Oil for Development operates mainly in Africa, as well as a few Latin American and Asian countries, and peripheral engagement with the Middle East. Its anti-poverty aim is an extension of Norwegian foreign policy. Norway is well-suited to take on this role and offer guidance to those nation states that welcome it, as it is a prime example of a country that successfully escaped the resource curse. During the roundtable, Dr. Nore noted that OfD’s efforts are always demand-driven, and that institutional change and capacity-building take at least a generation to bear fruit. In that time, OfD works on resource management by strengthening local institutions, growing resource databases, and implementing legal and regulatory frameworks, making the state a vital part of the solution. It builds environmental management capacity through basic legislation and efforts to minimise flaring. It also builds revenue management capacity through taxation regimes, compliance with EITI, budget planning, and how to handle and oil fund. Good governance is important, but it is not everything. Civil society must have a stake in transparency and management.
Sound development and stable oil-producing states increase global supply security. Dr. Nore does not subscribe to the “peak oil” theory, and therefore finds that the problem with supply is not having sufficient hydrocarbons, but producing and delivering them – which is a political issue. Stable states pose less risk and attract more international investment, and increased investment in their oil sectors allows these states to increase production. Oil for Development essentially offers another policy variable in the security of supply equation.

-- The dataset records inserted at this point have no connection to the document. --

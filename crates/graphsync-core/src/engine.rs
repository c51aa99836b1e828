//! Synchronisation engine
//!
//! Orchestrates the loaders against one [`Workspace`]:
//! - resolve contexts from externally supplied tokens
//! - load the diagrams of the application context
//! - discover vocabularies and load their terms
//! - load element and link configuration, reconcile, validate connections
//! - detect obsolete diagrams
//!
//! Each step has a `bool` form that logs and swallows failures and a `try_`
//! form returning the error. Steps never run concurrently against the
//! workspace.

use crate::config::SyncConfig;
use crate::connections::{validate_connections, ConnectionReport};
use crate::context::resolve_contexts;
use crate::error::SyncError;
use crate::fetch::{fetch_diagrams, fetch_elements_config, fetch_links_config, fetch_users};
use crate::obsolete::{check_obsolete_diagrams, ConfirmationPrompt, ObsoleteOutcome};
use crate::reconcile::{reconcile, ReconcileReport};
use crate::remote::Remote;
use crate::terms::{load_terms, TermLoadReport};
use crate::vocabulary::{discover_vocabularies, load_cache_index};
use graphsync_gateway::{QueryBuilder, SparqlQueryBuilder, TransactionGateway};
use graphsync_model::{Iri, Workspace};
use indexmap::IndexSet;
use std::fmt;
use std::sync::Arc;

/// Outcome of a vocabulary load
#[derive(Debug, Clone, Default, PartialEq, Eq)]
pub struct VocabularyLoadReport {
    /// Vocabularies in the cache index
    pub cached_vocabularies: usize,
    /// Vocabularies discovered in the workspace contexts
    pub vocabularies: Vec<Iri>,
    /// Term merge outcome
    pub terms: TermLoadReport,
}

/// Outcome of a context data load
#[derive(Debug, Clone, Default, PartialEq, Eq)]
pub struct ContextDataReport {
    /// Elements loaded
    pub elements: usize,
    /// Links loaded
    pub links: usize,
    /// Structural repairs
    pub reconcile: ReconcileReport,
    /// Connection changes
    pub connections: ConnectionReport,
}

/// Synchronisation steps, in order
#[derive(Debug, Clone, Copy, PartialEq, Eq)]
pub enum SyncStep {
    /// Context token validation
    ResolveContexts,
    /// Diagram load
    UpdateContexts,
    /// Vocabulary discovery and term load
    RetrieveVocabularyData,
    /// Element and link load, reconciliation, connection validation
    RetrieveContextData,
    /// Obsolete diagram check
    CheckObsoleteDiagrams,
}

impl fmt::Display for SyncStep {
    fn fmt(&self, f: &mut fmt::Formatter<'_>) -> fmt::Result {
        let name = match self {
            Self::ResolveContexts => "resolve contexts",
            Self::UpdateContexts => "update contexts",
            Self::RetrieveVocabularyData => "retrieve vocabulary data",
            Self::RetrieveContextData => "retrieve context data",
            Self::CheckObsoleteDiagrams => "check obsolete diagrams",
        };
        f.write_str(name)
    }
}

/// Outcome of a full synchronisation
#[derive(Debug, Clone, Default, PartialEq, Eq)]
pub struct SyncReport {
    /// Steps that succeeded
    pub completed: Vec<SyncStep>,
    /// Step that failed and its error message
    pub failed: Option<(SyncStep, String)>,
    /// Resolved contexts
    pub contexts: Vec<Iri>,
    /// Diagrams loaded
    pub diagrams: usize,
    /// Vocabulary load
    pub vocabulary: Option<VocabularyLoadReport>,
    /// Context data load
    pub context_data: Option<ContextDataReport>,
    /// Obsolete diagram check
    pub obsolete: Option<ObsoleteOutcome>,
}

impl SyncReport {
    /// Whether every step succeeded
    #[must_use]
    pub fn is_success(&self) -> bool {
        self.failed.is_none()
    }

    fn fail(&mut self, step: SyncStep, error: &SyncError) {
        tracing::error!(step = %step, error = %error, "synchronisation stopped");
        self.failed = Some((step, error.to_string()));
    }
}

/// The synchronisation engine
pub struct SyncEngine {
    config: SyncConfig,
    gateway: Arc<dyn TransactionGateway>,
    queries: Arc<dyn QueryBuilder>,
}

impl fmt::Debug for SyncEngine {
    fn fmt(&self, f: &mut fmt::Formatter<'_>) -> fmt::Result {
        f.debug_struct("SyncEngine")
            .field("config", &self.config)
            .finish_non_exhaustive()
    }
}

impl SyncEngine {
    /// Create engine with the default query builder
    ///
    /// # Errors
    /// [`SyncError::Configuration`] when the configuration is invalid.
    pub fn new(config: SyncConfig, gateway: Arc<dyn TransactionGateway>) -> Result<Self, SyncError> {
        config.validate()?;
        let queries: Arc<dyn QueryBuilder> = Arc::new(SparqlQueryBuilder::new(Iri::from(
            config.application_context.as_str(),
        )));
        Ok(Self {
            config,
            gateway,
            queries,
        })
    }

    /// With a custom query builder
    #[must_use]
    pub fn with_query_builder(mut self, queries: Arc<dyn QueryBuilder>) -> Self {
        self.queries = queries;
        self
    }

    /// Configuration
    #[inline]
    #[must_use]
    pub fn config(&self) -> &SyncConfig {
        &self.config
    }

    /// Fresh workspace for the configured store
    #[must_use]
    pub fn workspace(&self) -> Workspace {
        Workspace::new(self.config.workspace_settings())
    }

    fn remote(&self, ws: &Workspace) -> Remote {
        Remote::new(
            self.gateway.clone(),
            self.queries.clone(),
            ws.settings.context_endpoint.clone(),
        )
    }

    /// Validate context tokens into the workspace context list
    ///
    /// # Errors
    /// [`SyncError::Configuration`] or [`SyncError::InvalidContextSelection`].
    pub fn try_retrieve_info<S: AsRef<str>>(
        &self,
        ws: &mut Workspace,
        tokens: &[S],
    ) -> Result<Vec<Iri>, SyncError> {
        resolve_contexts(&mut ws.settings, &self.config, tokens)
    }

    /// Validate context tokens; `false` when none is usable
    ///
    /// # Errors
    /// Only [`SyncError::Configuration`], which must stop startup.
    pub fn retrieve_info<S: AsRef<str>>(
        &self,
        ws: &mut Workspace,
        tokens: &[S],
    ) -> Result<bool, SyncError> {
        match self.try_retrieve_info(ws, tokens) {
            Ok(_) => Ok(true),
            Err(e) if e.is_fatal() => Err(e),
            Err(_) => Ok(false),
        }
    }

    /// Load diagrams and their collaborators, then clear the selected diagram
    ///
    /// # Errors
    /// Remote failures of the diagram or user query. The selection is
    /// cleared even when the user query fails.
    pub async fn try_update_contexts(&self, ws: &mut Workspace) -> Result<usize, SyncError> {
        let remote = self.remote(ws);
        let diagrams = fetch_diagrams(&remote).await?;
        let count = diagrams.len();
        for diagram in diagrams {
            match ws.diagrams.get_mut(&diagram.id) {
                Some(existing) => {
                    existing.iri = diagram.iri;
                    existing.name = diagram.name;
                    existing.collaborators = diagram.collaborators;
                }
                None => {
                    ws.diagrams.insert(diagram.id.clone(), diagram);
                }
            }
        }

        let mut collaborators: IndexSet<String> = IndexSet::new();
        for diagram in ws.diagrams.values() {
            collaborators.extend(diagram.collaborators.iter().cloned());
        }
        let ids: Vec<String> = collaborators.into_iter().collect();
        let users = fetch_users(&remote, &ids).await;

        ws.settings.selected_diagram = None;
        let users = users?;
        tracing::info!(diagrams = count, users = users.len(), "diagrams loaded");
        for user in users {
            ws.users.insert(user.id.clone(), user);
        }
        Ok(count)
    }

    /// Load diagrams; `false` on failure
    pub async fn update_contexts(&self, ws: &mut Workspace) -> bool {
        log_outcome(SyncStep::UpdateContexts, self.try_update_contexts(ws).await)
    }

    /// Load the cache index, discover vocabularies and load their terms
    ///
    /// # Errors
    /// [`SyncError::NoVocabulariesFound`] or remote failures.
    pub async fn try_retrieve_vocabulary_data(
        &self,
        ws: &mut Workspace,
    ) -> Result<VocabularyLoadReport, SyncError> {
        let remote = self.remote(ws);
        let cached_vocabularies = load_cache_index(ws, &remote).await;
        let discovered = discover_vocabularies(ws, &remote, &self.config.languages).await?;
        let terms = load_terms(ws, &remote, &discovered).await?;
        Ok(VocabularyLoadReport {
            cached_vocabularies,
            vocabularies: discovered.into_iter().map(|v| v.iri).collect(),
            terms,
        })
    }

    /// Load vocabulary data; `false` on failure
    pub async fn retrieve_vocabulary_data(&self, ws: &mut Workspace) -> bool {
        log_outcome(
            SyncStep::RetrieveVocabularyData,
            self.try_retrieve_vocabulary_data(ws).await,
        )
    }

    /// Load element and link configuration, reconcile, validate connections
    ///
    /// Both configurations are fetched together and must both succeed
    /// before anything is applied.
    ///
    /// # Errors
    /// Remote failures; transactions acknowledged before the failure stay.
    pub async fn try_retrieve_context_data(
        &self,
        ws: &mut Workspace,
    ) -> Result<ContextDataReport, SyncError> {
        let remote = self.remote(ws);
        let (elements, links) =
            futures::try_join!(fetch_elements_config(&remote), fetch_links_config(&remote))?;

        let mut report = ContextDataReport {
            elements: elements.len(),
            links: links.len(),
            ..ContextDataReport::default()
        };
        for (term, element) in elements {
            match ws.elements.get_mut(&term) {
                Some(existing) => {
                    if element.vocabulary.is_some() {
                        existing.vocabulary = element.vocabulary;
                    }
                    existing.hidden.extend(element.hidden);
                }
                None => {
                    ws.elements.insert(term, element);
                }
            }
        }
        ws.links.extend(links);

        report.reconcile = reconcile(ws, &remote).await?;
        report.connections = validate_connections(ws, &remote, self.config.link_batch_size).await?;
        Ok(report)
    }

    /// Load context data; `false` on failure
    pub async fn retrieve_context_data(&self, ws: &mut Workspace) -> bool {
        log_outcome(
            SyncStep::RetrieveContextData,
            self.try_retrieve_context_data(ws).await,
        )
    }

    /// Detect obsolete diagrams and delete them once confirmed
    ///
    /// # Errors
    /// [`SyncError::TransactionRejected`] when the deletion fails.
    pub async fn try_check_for_obsolete_diagrams(
        &self,
        ws: &mut Workspace,
        prompt: &dyn ConfirmationPrompt,
    ) -> Result<ObsoleteOutcome, SyncError> {
        let remote = self.remote(ws);
        check_obsolete_diagrams(ws, &remote, prompt).await
    }

    /// Check for obsolete diagrams; `false` on failure
    pub async fn check_for_obsolete_diagrams(
        &self,
        ws: &mut Workspace,
        prompt: &dyn ConfirmationPrompt,
    ) -> bool {
        log_outcome(
            SyncStep::CheckObsoleteDiagrams,
            self.try_check_for_obsolete_diagrams(ws, prompt).await,
        )
    }

    /// Run every step in order, stopping at the first failure
    ///
    /// # Errors
    /// Only [`SyncError::Configuration`]; other failures are recorded in the
    /// report.
    pub async fn synchronize<S: AsRef<str>>(
        &self,
        ws: &mut Workspace,
        tokens: &[S],
        prompt: &dyn ConfirmationPrompt,
    ) -> Result<SyncReport, SyncError> {
        let mut report = SyncReport::default();

        match self.try_retrieve_info(ws, tokens) {
            Ok(contexts) => {
                report.contexts = contexts;
                report.completed.push(SyncStep::ResolveContexts);
            }
            Err(e) if e.is_fatal() => return Err(e),
            Err(e) => {
                report.fail(SyncStep::ResolveContexts, &e);
                return Ok(report);
            }
        }

        match self.try_update_contexts(ws).await {
            Ok(diagrams) => {
                report.diagrams = diagrams;
                report.completed.push(SyncStep::UpdateContexts);
            }
            Err(e) => {
                report.fail(SyncStep::UpdateContexts, &e);
                return Ok(report);
            }
        }

        match self.try_retrieve_vocabulary_data(ws).await {
            Ok(vocabulary) => {
                report.vocabulary = Some(vocabulary);
                report.completed.push(SyncStep::RetrieveVocabularyData);
            }
            Err(e) => {
                report.fail(SyncStep::RetrieveVocabularyData, &e);
                return Ok(report);
            }
        }

        match self.try_retrieve_context_data(ws).await {
            Ok(context_data) => {
                report.context_data = Some(context_data);
                report.completed.push(SyncStep::RetrieveContextData);
            }
            Err(e) => {
                report.fail(SyncStep::RetrieveContextData, &e);
                return Ok(report);
            }
        }

        match self.try_check_for_obsolete_diagrams(ws, prompt).await {
            Ok(outcome) => {
                report.obsolete = Some(outcome);
                report.completed.push(SyncStep::CheckObsoleteDiagrams);
            }
            Err(e) => report.fail(SyncStep::CheckObsoleteDiagrams, &e),
        }

        tracing::info!(
            steps = report.completed.len(),
            success = report.is_success(),
            "synchronisation finished"
        );
        Ok(report)
    }
}

fn log_outcome<T>(step: SyncStep, result: Result<T, SyncError>) -> bool {
    match result {
        Ok(_) => true,
        Err(e) => {
            tracing::error!(step = %step, error = %e, "step failed");
            false
        }
    }
}
//! Error types for the synchronisation engine
//!
//! - [`SyncError::Configuration`] is fatal and stops startup
//! - every other variant is recovered to a `false` at the loader boundary
//!
//! Structural inconsistencies in the cached graph are not errors: they are
//! repaired locally and logged as warnings.

use graphsync_gateway::{BindingError, GatewayError};

/// Main engine error type
#[derive(Debug, thiserror::Error)]
pub enum SyncError {
    /// Unsupported interface language or otherwise unusable configuration
    #[error("configuration error: {0}")]
    Configuration(String),

    /// None of the supplied context tokens is a well-formed IRI
    #[error("no valid context in selection ({} token(s) rejected)", .rejected.len())]
    InvalidContextSelection {
        /// Tokens that failed validation
        rejected: Vec<String>,
    },

    /// Vocabulary discovery returned no bindings
    #[error("no vocabularies found in {contexts} context(s)")]
    NoVocabulariesFound {
        /// Number of contexts queried
        contexts: usize,
    },

    /// A read query failed
    #[error("remote fetch failed: {0}")]
    RemoteFetch(#[from] GatewayError),

    /// A result row failed boundary validation
    #[error("invalid result row: {0}")]
    Binding(#[from] BindingError),

    /// A write transaction was not acknowledged
    #[error("{operation} transaction rejected: {source}")]
    TransactionRejected {
        /// What the transaction was doing
        operation: &'static str,
        /// Gateway failure
        #[source]
        source: GatewayError,
    },
}

impl SyncError {
    /// Create configuration error
    #[inline]
    pub fn configuration(message: impl Into<String>) -> Self {
        Self::Configuration(message.into())
    }

    /// Check if error must stop startup
    #[inline]
    #[must_use]
    pub fn is_fatal(&self) -> bool {
        matches!(self, Self::Configuration(_))
    }

    /// Check if a caller may retry or proceed without the failed step
    #[inline]
    #[must_use]
    pub fn is_recoverable(&self) -> bool {
        !self.is_fatal()
    }

    /// Check if error came from the remote store
    #[inline]
    #[must_use]
    pub fn is_remote(&self) -> bool {
        matches!(
            self,
            Self::RemoteFetch(_) | Self::Binding(_) | Self::TransactionRejected { .. }
        )
    }
}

Dr. Nore pointed to examples of OfD engagement, including electronic monitoring of production of every oil well in Nigeria as a first step for the government to combat corruption in the energy sector.
He also addressed Norway’s domestic energy situation. Oil production has fallen over the past 4-5 years, due to little new oil being found and delays in existing projects. Gas production, however, is on the rise, and Norway is set to become an even bigger gas exporter to Europe than it already is – it currently supplies about 29% of European gas consumption. If Russia does not ramp up production, Norway could overtake Russia in terms of supply in the next decade. Dr. Nore cited the role of LNG as potentially changing the parameters of gas politics in Europe.